Information supplied START

//! Reflection capability boundary.
//!
//! The engine never touches host reflection directly. The host supplies
//! an [`Introspector`] that answers three questions: what does a type
//! look like ([`TypeModel`]), what is the runtime value of a static
//! field (for default-value expressions), and which loader generation is
//! current (project types change identity across reloads). Everything
//! downstream of this trait is reflection-agnostic.

use std::sync::Arc;

use armature_model::{
	PropertyCategory, PropertyDescriptor, PropertySource, Signature, StringBag, TypeName, Value,
};

/// Where a type was loaded from.
///
/// Library types are stable for an entire session; project types may be
/// reloaded with a different identity after any user edit, which is why
/// they are never cache-eligible across sessions.
#[derive(Debug, Clone, PartialEq, Eq)]
pub enum TypeOrigin {
	/// Loaded from a named library.
	Library(String),
	/// Compiled from project-local sources.
	Project,
}

impl TypeOrigin {
	/// True for project-local types.
	pub fn is_project(&self) -> bool {
		matches!(self, Self::Project)
	}

	/// The library name, if any.
	pub fn library(&self) -> Option<&str> {
		match self {
			Self::Library(name) => Some(name),
			Self::Project => None,
		}
	}
}

/// A public field as reported by host reflection.
#[derive(Debug, Clone)]
pub struct FieldModel {
	/// Field name.
	pub name: String,
	/// Field type.
	pub ty: TypeName,
	/// Public visibility.
	pub is_public: bool,
	/// Static fields never become properties.
	pub is_static: bool,
	/// Compiler-synthesized fields never become properties.
	pub is_synthetic: bool,
}

/// A method as reported by host reflection.
#[derive(Debug, Clone)]
pub struct MethodModel {
	/// Canonical signature.
	pub signature: Signature,
	/// Return type, if not void.
	pub return_type: Option<TypeName>,
	/// Public visibility.
	pub is_public: bool,
	/// Static methods never participate in introspection.
	pub is_static: bool,
}

/// Structural description of one type, as the host's reflection sees it.
#[derive(Debug, Clone)]
pub struct TypeModel {
	/// Qualified type name.
	pub name: TypeName,
	/// Where the type was loaded from.
	pub origin: TypeOrigin,
	/// Direct supertype; `None` for the root type.
	pub supertype: Option<TypeName>,
	/// Declared interfaces, in declaration order.
	pub interfaces: Vec<TypeName>,
	/// Accessible fields, declared and inherited.
	pub fields: Vec<FieldModel>,
	/// Accessible methods, declared and inherited. Document rules may
	/// reference inherited signatures, so the model must list them.
	pub methods: Vec<MethodModel>,
	/// Public constructor signatures.
	pub constructors: Vec<Signature>,
	/// Property ids hinted as preferred by auxiliary type metadata.
	pub preferred_hints: Vec<String>,
}

impl TypeModel {
	/// True for the hierarchy root (no supertype).
	pub fn is_root(&self) -> bool {
		self.supertype.is_none()
	}

	/// Finds a public method by canonical signature.
	pub fn method(&self, signature: &Signature) -> Option<&MethodModel> {
		self.methods.iter().find(|m| &m.signature == signature)
	}

	/// True when a public constructor with the given signature exists.
	pub fn has_constructor(&self, signature: &Signature) -> bool {
		self.constructors.iter().any(|c| c == signature)
	}
}

/// Host reflection capability.
pub trait Introspector: Send + Sync {
	/// Structural model of `ty`, or `None` for unknown types.
	fn type_model(&self, ty: &TypeName) -> Option<Arc<TypeModel>>;

	/// Runtime value of a public static field, resolved against the
	/// type's own loading context.
	fn static_value(&self, owner: &TypeName, field: &str) -> Option<Value>;

	/// Current loader generation; bumps whenever project types reload.
	fn generation(&self) -> u64 {
		0
	}
}

/// Decapitalizes an accessor tail the way bean-style introspection does:
/// `Text` becomes `text`, but an all-caps prefix like `URL` is kept.
pub fn decapitalize(name: &str) -> String {
	let mut chars = name.chars();
	let Some(first) = chars.next() else {
		return String::new();
	};
	// Two leading capitals: leave the name alone (URL, UIScale).
	if chars.clone().next().is_some_and(char::is_uppercase) {
		return name.to_string();
	}
	let mut out: String = first.to_lowercase().collect();
	out.push_str(chars.as_str());
	out
}

/// Derives the standard-introspection property candidates of one type:
/// every public single-argument setter with a matching getter (or
/// boolean `is` getter), and every public non-static, non-synthesized
/// field. Overloaded setters each yield a distinct candidate.
pub fn standard_properties(model: &TypeModel) -> Vec<PropertyDescriptor> {
	let mut out = Vec::new();

	for method in &model.methods {
		if !method.is_public || method.is_static {
			continue;
		}
		let Some(tail) = method.signature.name().strip_prefix("set") else {
			continue;
		};
		if tail.is_empty() || method.signature.params().len() != 1 {
			continue;
		}
		if !has_matching_getter(model, tail) {
			continue;
		}

		let id = decapitalize(tail);
		let category = if model.preferred_hints.iter().any(|h| h == &id) {
			PropertyCategory::Preferred
		} else {
			PropertyCategory::Normal
		};
		out.push(PropertyDescriptor {
			id: id.clone(),
			title: id,
			category,
			value_type: method.signature.params().first().cloned(),
			editor: None,
			default: None,
			tags: StringBag::new(),
			source: PropertySource::Setter(method.signature.clone()),
		});
	}

	for field in &model.fields {
		if !field.is_public || field.is_static || field.is_synthetic {
			continue;
		}
		let category = if model.preferred_hints.iter().any(|h| h == &field.name) {
			PropertyCategory::Preferred
		} else {
			PropertyCategory::Normal
		};
		out.push(PropertyDescriptor {
			id: field.name.clone(),
			title: field.name.clone(),
			category,
			value_type: Some(field.ty.clone()),
			editor: None,
			default: None,
			tags: StringBag::new(),
			source: PropertySource::Field(field.name.clone()),
		});
	}

	out
}

fn has_matching_getter(model: &TypeModel, tail: &str) -> bool {
	model.methods.iter().any(|m| {
		if !m.is_public || m.is_static || !m.signature.params().is_empty() {
			return false;
		}
		if let Some(getter_tail) = m.signature.name().strip_prefix("get") {
			return getter_tail == tail;
		}
		if let Some(getter_tail) = m.signature.name().strip_prefix("is") {
			let boolean_return = m
				.return_type
				.as_ref()
				.is_some_and(|t| matches!(t.qualified(), "boolean" | "bool"));
			return getter_tail == tail && boolean_return;
		}
		false
	})
}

Information supplied END

The answer must be every line of the records that contains the word "first".

	let Some(first) = chars.next() else {
	let mut out: String = first.to_lowercase().collect();
			value_type: method.signature.params().first().cloned(),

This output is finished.